◆ **Task prompt**
Give back all of the records, exactly and completely.

BEGIN Data records

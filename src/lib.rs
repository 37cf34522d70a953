use std::path::PathBuf;
use std::sync::Once;
use clap::Parser;
use log::{debug, info};
use crate::domain::CopyReport;
use crate::fs::{copy_tree, list_entries, prepare_dest_dir, process_asset};

pub mod domain;
pub mod error;
pub mod fs;

pub use domain::AssetPaths;
pub use error::AssetError;

/// Line printed to stdout once every asset has been copied.
pub const CONFIRMATION: &str = "Copied widget files to dist/assets";

static INIT: Once = Once::new();

#[derive(Parser, Debug)]
#[command(author, version, about = "Copy static assets into the distribution folder", long_about = None)]
pub struct Args {
    /// Project directory the asset paths are resolved against
    ///
    /// Defaults to the crate directory recorded at build time, so an installed binary
    /// needs `--root` when run from another checkout.
    #[arg(short, long, default_value = env!("CARGO_MANIFEST_DIR"))]
    pub root: PathBuf,

    /// Asset source directory
    #[arg(short, long, default_value = domain::DEFAULT_SOURCE)]
    pub source: PathBuf,

    /// Asset destination directory
    #[arg(short, long, default_value = domain::DEFAULT_DEST)]
    pub dest: PathBuf,

    /// Mirror nested directories instead of failing on them
    #[arg(long)]
    pub recursive: bool,
}

impl Args {
    pub fn paths(&self) -> AssetPaths {
        AssetPaths::resolve(&self.root, &self.source, &self.dest)
    }
}

#[derive(Debug, Default, Clone, Copy)]
pub struct CopyOptions {
    pub recursive: bool,
}

/// Logs go to stderr so stdout only ever carries the confirmation line.
pub fn init_logger() {
    INIT.call_once(|| {
        env_logger::Builder::new()
            .filter_level(log::LevelFilter::Warn)
            .parse_default_env()
            .format_timestamp_secs()
            .format_target(false)
            .init();
    });
}

/// Copies every direct entry of `paths.source` into `paths.dest`, stopping at the first failure.
pub fn copy_assets(paths: &AssetPaths, options: CopyOptions) -> Result<CopyReport, AssetError> {
    info!("Copying assets from {}", paths.source.display());

    let entries = list_entries(&paths.source)?;
    prepare_dest_dir(&paths.dest)?;

    let mut report = CopyReport::default();
    for path in entries {
        let Some(name) = path.file_name() else {
            continue;
        };
        let output_path = paths.dest.join(name);

        if options.recursive && path.is_dir() {
            debug!("Mirroring directory: {}", path.display());
            copy_tree(&path, &output_path, &mut report)?;
        } else {
            let bytes = process_asset(&path, &output_path)?;
            report.record(output_path, bytes);
        }
    }

    info!(
        "Copied {} file(s), {} bytes into {}",
        report.files,
        report.bytes,
        paths.dest.display()
    );
    Ok(report)
}

/// Runs the post-build step for parsed arguments.
pub fn run(args: &Args) -> Result<CopyReport, AssetError> {
    copy_assets(
        &args.paths(),
        CopyOptions {
            recursive: args.recursive,
        },
    )
}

END Data records

◆ **Exercise output**
filename src/lib.rs
repository 37cf34522d70a953
use std::path::PathBuf;
use std::sync::Once;
use clap::Parser;
use log::{debug, info};
use crate::domain::CopyReport;
use crate::fs::{copy_tree, list_entries, prepare_dest_dir, process_asset};

pub mod domain;
pub mod error;
pub mod fs;

pub use domain::AssetPaths;
pub use error::AssetError;

/// Line printed to stdout once every asset has been copied.
pub const CONFIRMATION: &str = "Copied widget files to dist/assets";

static INIT: Once = Once::new();

#[derive(Parser, Debug)]
#[command(author, version, about = "Copy static assets into the distribution folder", long_about = None)]
pub struct Args {
    /// Project directory the asset paths are resolved against
    ///
    /// Defaults to the crate directory recorded at build time, so an installed binary
    /// needs `--root` when run from another checkout.
    #[arg(short, long, default_value = env!("CARGO_MANIFEST_DIR"))]
    pub root: PathBuf,

    /// Asset source directory
    #[arg(short, long, default_value = domain::DEFAULT_SOURCE)]
    pub source: PathBuf,

    /// Asset destination directory
    #[arg(short, long, default_value = domain::DEFAULT_DEST)]
    pub dest: PathBuf,

    /// Mirror nested directories instead of failing on them
    #[arg(long)]
    pub recursive: bool,
}

impl Args {
    pub fn paths(&self) -> AssetPaths {
        AssetPaths::resolve(&self.root, &self.source, &self.dest)
    }
}

#[derive(Debug, Default, Clone, Copy)]
pub struct CopyOptions {
    pub recursive: bool,
}

/// Logs go to stderr so stdout only ever carries the confirmation line.
pub fn init_logger() {
    INIT.call_once(|| {
        env_logger::Builder::new()
            .filter_level(log::LevelFilter::Warn)
            .parse_default_env()
            .format_timestamp_secs()
            .format_target(false)
            .init();
    });
}

/// Copies every direct entry of `paths.source` into `paths.dest`, stopping at the first failure.
pub fn copy_assets(paths: &AssetPaths, options: CopyOptions) -> Result<CopyReport, AssetError> {
    info!("Copying assets from {}", paths.source.display());

    let entries = list_entries(&paths.source)?;
    prepare_dest_dir(&paths.dest)?;

    let mut report = CopyReport::default();
    for path in entries {
        let Some(name) = path.file_name() else {
            continue;
        };
        let output_path = paths.dest.join(name);

        if options.recursive && path.is_dir() {
            debug!("Mirroring directory: {}", path.display());
            copy_tree(&path, &output_path, &mut report)?;
        } else {
            let bytes = process_asset(&path, &output_path)?;
            report.record(output_path, bytes);
        }
    }

    info!(
        "Copied {} file(s), {} bytes into {}",
        report.files,
        report.bytes,
        paths.dest.display()
    );
    Ok(report)
}

/// Runs the post-build step for parsed arguments.
pub fn run(args: &Args) -> Result<CopyReport, AssetError> {
    copy_assets(
        &args.paths(),
        CopyOptions {
            recursive: args.recursive,
        },
    )
}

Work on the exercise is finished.